Arthur W. Clark's 1967 gift tax return reported as gifts the income interests in the 1967 trusts.

On October 3, 1968, CW declared a 20–percent stock dividend. Stock certificates for 2,000 CW shares were accordingly issued in the names of A. Stephen Clark and R. Wayne Clark as nominees for the trustees.

During 1968 and 1969, Arthur W. Clark executed two deeds of gift each year which named Arthur S. Clark and Robert W. Clark as respective donees. The terms were identical to those of the deeds executed in connection with the 1957 trusts, with the following addition:

I hereby release you as Trustees of any and all liability which you may have to me as Donor of the above described trust in the event that you transfer the shares herein given to the Beneficiary or any of the shares to which I have previously released my reversionary interest. Arthur W. Clark's 1968 and 1969 gift tax returns reported gifts of his “reversionary interest” in 1,000 CW shares for each beneficiary for each of those years. Each return claimed one annual gift tax exclusion of $3,000 per donee.

On January 5, 1971, the CW stock transfer agent transferred 2,000 shares from the name of R. Wayne Clark to the name of Robert W. Clark and 2,000 shares from the name of A. Stephen Clark to the name of Arthur S. Clark. The shares transferred represented those included in the 1968 and 1969 deeds of gift.

Fiduciary income tax returns filed for each trust for 1968 and 1969 did not reduce the number of CW shares on which dividends were reported by the number of shares to which Arthur W. Clark had conveyed his principal interests.

Virginia Clark signed the “consent of spouse” declaration, or her signature was somewhere

on each of Arthur W. Clark's gift tax returns for 1962 through 1969, with the exception of 1964. The relevant part of the 1964 gift tax return in issue is:

Virginia Clark signed Arthur W. Clark's 1966 gift tax return on the “Signature of taxpayer” line rather than the “Signature of spouse” line, but respondent allowed gift-splitting for that year.

B. Gifts of husband and wife to third parties.—Do you consent to have the gifts made by both you and your spouse to third parties during the calendar year considered as having been made one-half by each of you? Yes (X) No ( ) (See section 7 of instructions)

If the answer is “Yes” the following information must be furnished and the consent shown below signed by your spouse.

1. Name of spouse: Virginia Clark

* * *

CONSENT OF SPOUSE

I consent to have the gifts made by both me and my spouse to third parties during the calendar year considered as having been made one-half by each of us.
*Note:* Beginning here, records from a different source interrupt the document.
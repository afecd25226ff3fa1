//! Thumbnail uploads
//!
//! Thumbnails are small images kept on local disk under the assets root and
//! served back by the HTTP server at `/assets/<file>`.

use crate::auth::Authenticator;
use crate::config::Config;
use crate::ingest::staging::stage_upload;
use crate::ingest::{authorize_owner, media_type_essence, IngestError, IngestRequest, UploadBody};
use crate::metadata::{VideoRecord, VideoStore};
use crate::metrics;
use crate::storage::key::random_token;
use chrono::Utc;
use std::path::{Path, PathBuf};
use std::sync::Arc;

/// Stores thumbnails and points video records at them
pub struct ThumbnailUploader {
    authenticator: Arc<dyn Authenticator>,
    videos: Arc<dyn VideoStore>,
    assets_root: PathBuf,
    base_url: String,
    max_bytes: u64,
}

impl ThumbnailUploader {
    pub fn new(
        authenticator: Arc<dyn Authenticator>,
        videos: Arc<dyn VideoStore>,
        assets_root: impl Into<PathBuf>,
        base_url: impl Into<String>,
        max_bytes: u64,
    ) -> Self {
        Self {
            authenticator,
            videos,
            assets_root: assets_root.into(),
            base_url: base_url.into().trim_end_matches('/').to_string(),
            max_bytes,
        }
    }

    pub fn from_config(
        config: &Config,
        authenticator: Arc<dyn Authenticator>,
        videos: Arc<dyn VideoStore>,
    ) -> Self {
        Self::new(
            authenticator,
            videos,
            config.server.assets_root.clone(),
            config.server.base_url.clone(),
            config.server.max_thumbnail_bytes,
        )
    }

    pub fn assets_root(&self) -> &Path {
        &self.assets_root
    }

    /// Largest accepted upload, in bytes
    pub fn max_bytes(&self) -> u64 {
        self.max_bytes
    }

    /// Store the uploaded image and set the record's `thumbnail_url`
    #[tracing::instrument(
        name = "thumbnail.upload",
        skip(self, request, body),
        fields(video.id = %request.video_id, user.id = tracing::field::Empty)
    )]
    pub async fn upload<B>(
        &self,
        request: &IngestRequest,
        body: &mut B,
    ) -> Result<VideoRecord, IngestError>
    where
        B: UploadBody + ?Sized,
    {
        let result = self.store(request, body).await;

        metrics::record_thumbnail(result.is_ok());
        match &result {
            Ok(video) => tracing::info!(
                video_id = %video.id,
                url = video.thumbnail_url.as_deref().unwrap_or_default(),
                "Thumbnail stored"
            ),
            Err(e) if e.is_client_error() => {
                tracing::warn!(error = %e, "Thumbnail upload rejected")
            }
            Err(e) => tracing::error!(error = %e, "Thumbnail upload failed"),
        }

        result
    }

    async fn store<B>(
        &self,
        request: &IngestRequest,
        body: &mut B,
    ) -> Result<VideoRecord, IngestError>
    where
        B: UploadBody + ?Sized,
    {
        let mut video =
            authorize_owner(self.authenticator.as_ref(), self.videos.as_ref(), request).await?;

        let declared = body
            .open()
            .await?
            .ok_or_else(|| IngestError::BadInput("Missing Content-Type for thumbnail".into()))?;
        let extension = image_extension(&declared)?;

        tokio::fs::create_dir_all(&self.assets_root).await?;
        let token = random_token().map_err(|e| IngestError::Internal(e.to_string()))?;
        let file_name = format!("{}.{}", token, extension);

        let staged = stage_upload(body, self.assets_root.join(&file_name), self.max_bytes).await?;

        video.thumbnail_url = Some(format!("{}/assets/{}", self.base_url, file_name));
        video.updated_at = Utc::now();
        self.videos.update_video(&video).await?;

        // Committed: keep the file for the asset route
        staged.into_file().persist();
        Ok(video)
    }
}

/// File extension for a declared image media type.
///
/// Only `image/*` is accepted; the subtype is reduced to ASCII
/// alphanumerics so it is safe in a file name.
pub fn image_extension(declared: &str) -> Result<String, IngestError> {
    let media_type = media_type_essence(declared);
    let subtype = media_type
        .strip_prefix("image/")
        .ok_or_else(|| IngestError::UnsupportedMediaType(media_type.clone()))?;

    let extension: String = subtype
        .chars()
        .filter(char::is_ascii_alphanumeric)
        .collect();
    if extension.is_empty() {
        return Err(IngestError::UnsupportedMediaType(media_type));
    }
    Ok(extension)
}
//! JWT Authentication
//!
//! Supports HS256, RS256 and ES256. The `sub` claim carries the user id.

use super::{AuthError, AuthRequest, AuthResult, Authenticator};
use crate::config::JwtConfig;
use async_trait::async_trait;
use jsonwebtoken::{decode, Algorithm, DecodingKey, Validation};
use serde::{Deserialize, Serialize};
use uuid::Uuid;

/// JWT Claims
#[derive(Debug, Serialize, Deserialize)]
pub struct Claims {
    pub sub: String,
    pub exp: usize,
    #[serde(default)]
    pub iat: Option<usize>,
    #[serde(default)]
    pub iss: Option<String>,
}

/// JWT Authenticator
///
/// # Example
///
/// ```
/// use tubely::auth::jwt::JwtAuthenticator;
///
/// // HS256 with secret
/// let auth = JwtAuthenticator::new_hs256("my-secret");
///
/// // With issuer validation
/// let auth = JwtAuthenticator::new_hs256("my-secret").with_issuer("tubely-access");
/// ```
pub struct JwtAuthenticator {
    decoding_key: DecodingKey,
    validation: Validation,
}

impl JwtAuthenticator {
    /// Create a new JWT authenticator with a secret key (HS256)
    pub fn new_hs256(secret: &str) -> Self {
        Self::with_key(
            DecodingKey::from_secret(secret.as_bytes()),
            Algorithm::HS256,
        )
    }

    /// Create a new JWT authenticator with an RSA public key (RS256)
    pub fn new_rs256(public_key_pem: &str) -> Result<Self, AuthError> {
        let decoding_key = DecodingKey::from_rsa_pem(public_key_pem.as_bytes())
            .map_err(|e| AuthError::InvalidKey(e.to_string()))?;
        Ok(Self::with_key(decoding_key, Algorithm::RS256))
    }

    /// Create a new JWT authenticator with an EC public key (ES256)
    pub fn new_es256(public_key_pem: &str) -> Result<Self, AuthError> {
        let decoding_key = DecodingKey::from_ec_pem(public_key_pem.as_bytes())
            .map_err(|e| AuthError::InvalidKey(e.to_string()))?;
        Ok(Self::with_key(decoding_key, Algorithm::ES256))
    }

    /// Build an authenticator from configuration
    pub fn from_config(config: &JwtConfig) -> Result<Self, AuthError> {
        let authenticator = match config.algorithm.to_uppercase().as_str() {
            "HS256" => Self::new_hs256(&config.secret),
            "RS256" => Self::new_rs256(&config.secret)?,
            "ES256" => Self::new_es256(&config.secret)?,
            alg => {
                return Err(AuthError::InvalidKey(format!(
                    "unsupported algorithm {}",
                    alg
                )))
            }
        };

        Ok(match &config.issuer {
            Some(issuer) => authenticator.with_issuer(issuer),
            None => authenticator,
        })
    }

    fn with_key(decoding_key: DecodingKey, algorithm: Algorithm) -> Self {
        let mut validation = Validation::new(algorithm);
        validation.validate_exp = true;
        validation.validate_aud = false;

        Self {
            decoding_key,
            validation,
        }
    }

    /// Set the required issuer (`iss` claim)
    ///
    /// Tokens without this issuer will be rejected.
    #[must_use]
    pub fn with_issuer(mut self, issuer: &str) -> Self {
        self.validation.set_issuer(&[issuer]);
        self
    }
}

#[async_trait]
impl Authenticator for JwtAuthenticator {
    #[tracing::instrument(
        name = "auth.jwt",
        skip(self, request),
        fields(auth.token_present = request.bearer_token().is_some()),
        err
    )]
    async fn authenticate(&self, request: &AuthRequest) -> Result<AuthResult, AuthError> {
        let token = request.bearer_token().ok_or(AuthError::MissingAuth)?;

        let token_data =
            decode::<Claims>(token, &self.decoding_key, &self.validation).map_err(|e| match e
                .kind()
            {
                jsonwebtoken::errors::ErrorKind::ExpiredSignature => AuthError::TokenExpired,
                jsonwebtoken::errors::ErrorKind::InvalidSignature => AuthError::InvalidSignature,
                _ => AuthError::InvalidToken(e.to_string()),
            })?;

        let user_id = Uuid::parse_str(&token_data.claims.sub)
            .map_err(|_| AuthError::InvalidToken("subject is not a user id".into()))?;

        tracing::debug!(
            user.id = %user_id,
            issuer = token_data.claims.iss.as_deref().unwrap_or_default(),
            "JWT authentication successful"
        );

        Ok(AuthResult { user_id })
    }
}
//! Media module
//!
//! Wraps the external `ffprobe`/`ffmpeg` tools behind [`MediaToolkit`] so the
//! ingest pipeline can run against deterministic fakes in tests.

use async_trait::async_trait;
use std::ffi::OsStr;
use std::path::{Path, PathBuf};
use std::process::{Output, Stdio};
use std::time::{Duration, Instant};
use thiserror::Error;
use tokio::process::Command;

pub mod orientation;
pub mod probe;
pub mod remux;

pub use orientation::Orientation;

use crate::config::MediaConfig;
use crate::metrics;

/// Media tool errors
#[derive(Error, Debug)]
pub enum MediaError {
    #[error("Failed to start {tool}: {source}")]
    SpawnError {
        tool: &'static str,
        #[source]
        source: std::io::Error,
    },

    #[error("{tool} exited with {status}")]
    ToolFailed {
        tool: &'static str,
        status: std::process::ExitStatus,
        stderr: String,
    },

    #[error("{tool} timed out after {} seconds", .timeout.as_secs())]
    Timeout {
        tool: &'static str,
        timeout: Duration,
    },

    #[error("Malformed probe output: {0}")]
    MalformedOutput(#[from] serde_json::Error),

    #[error("Probe output contains no streams")]
    NoStreams,

    #[error("No stream carries width and height")]
    NoGeometry,
}

/// Width and height of the first picture-bearing stream
#[derive(Debug, Clone, Copy, PartialEq, Eq)]
pub struct Geometry {
    pub width: u32,
    pub height: u32,
}

impl Geometry {
    pub fn orientation(&self) -> Orientation {
        Orientation::classify(self.width, self.height)
    }
}

/// Media inspection and container rewriting
#[async_trait]
pub trait MediaToolkit: Send + Sync {
    /// Read the stream geometry of the file at `path`
    async fn probe(&self, path: &Path) -> Result<Geometry, MediaError>;

    /// Rewrite `path` with the fast-start layout, returning the output path
    async fn remux(&self, path: &Path) -> Result<PathBuf, MediaError>;
}

/// Toolkit that shells out to `ffprobe` and `ffmpeg`
#[derive(Debug, Clone)]
pub struct FfmpegToolkit {
    ffprobe: PathBuf,
    ffmpeg: PathBuf,
    timeout: Duration,
}

impl FfmpegToolkit {
    pub fn new(ffprobe: impl Into<PathBuf>, ffmpeg: impl Into<PathBuf>, timeout: Duration) -> Self {
        Self {
            ffprobe: ffprobe.into(),
            ffmpeg: ffmpeg.into(),
            timeout,
        }
    }

    pub fn from_config(config: &MediaConfig) -> Self {
        Self::new(
            config.ffprobe_path.clone(),
            config.ffmpeg_path.clone(),
            config.timeout(),
        )
    }
}

#[async_trait]
impl MediaToolkit for FfmpegToolkit {
    async fn probe(&self, path: &Path) -> Result<Geometry, MediaError> {
        probe::probe_geometry(&self.ffprobe, path, self.timeout).await
    }

    async fn remux(&self, path: &Path) -> Result<PathBuf, MediaError> {
        remux::remux_faststart(&self.ffmpeg, path, self.timeout).await
    }
}

/// Run an external tool to completion, bounded by `timeout`.
///
/// The child is killed if the timeout elapses or the calling future is
/// dropped. A non-zero exit is turned into [`MediaError::ToolFailed`] and its
/// stderr logged here; callers never see it.
pub(crate) async fn run_tool<I, S>(
    tool: &'static str,
    program: &Path,
    args: I,
    timeout: Duration,
) -> Result<Output, MediaError>
where
    I: IntoIterator<Item = S>,
    S: AsRef<OsStr>,
{
    let start = Instant::now();
    let child = Command::new(program)
        .args(args)
        .stdin(Stdio::null())
        .stdout(Stdio::piped())
        .stderr(Stdio::piped())
        .kill_on_drop(true)
        .spawn()
        .map_err(|source| MediaError::SpawnError { tool, source })?;

    let output = match tokio::time::timeout(timeout, child.wait_with_output()).await {
        Ok(result) => result.map_err(|source| MediaError::SpawnError { tool, source })?,
        Err(_) => {
            tracing::warn!(tool, timeout_secs = timeout.as_secs(), "media tool timed out");
            metrics::record_error("media_timeout");
            return Err(MediaError::Timeout { tool, timeout });
        }
    };

    metrics::record_tool_duration(tool, start.elapsed().as_secs_f64());

    if !output.status.success() {
        let stderr = String::from_utf8_lossy(&output.stderr).trim().to_string();
        tracing::warn!(tool, status = %output.status, stderr = %stderr, "media tool failed");
        return Err(MediaError::ToolFailed {
            tool,
            status: output.status,
            stderr,
        });
    }

    Ok(output)
}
Date _____ Signature of spouse __________

Virginia Clark's signature does not appear anywhere on this return; no evidence was presented to explain that omission. Also, no evidence whatever was presented to show that she did indeed consent to gift-splitting for 1964, except that she signed the “consent of spouse” declaration on an amended 1964 gift tax return filed by Arthur W. Clark on July 31, 1973, after the statutory notice of deficiency had been issued in this case.

Besides signing the “consent of spouse” declaration on Arthur W. Clark's gift tax returns for 1967, 1968, and 1969, Virginia Clark filed her own gift tax returns for those years. On them she claimed an annual gift tax exclusion of $3,000 per donee for the interests conveyed by Arthur W. Clark's deeds of gift in those years.

Virginia Clark did not file Federal gift tax returns for 1962 through 1966. Respondent thus assessed deficiencies against her for 1962, 1963, 1965, and 1966 for her share of the gifts of principal interests made by Arthur W. Clark during those years, on the grounds that her failure to file gift tax returns for those years prevented the statute of limitations from running. 1964 was excluded because of her failure to sign Arthur W. Clark's gift tax return for that year.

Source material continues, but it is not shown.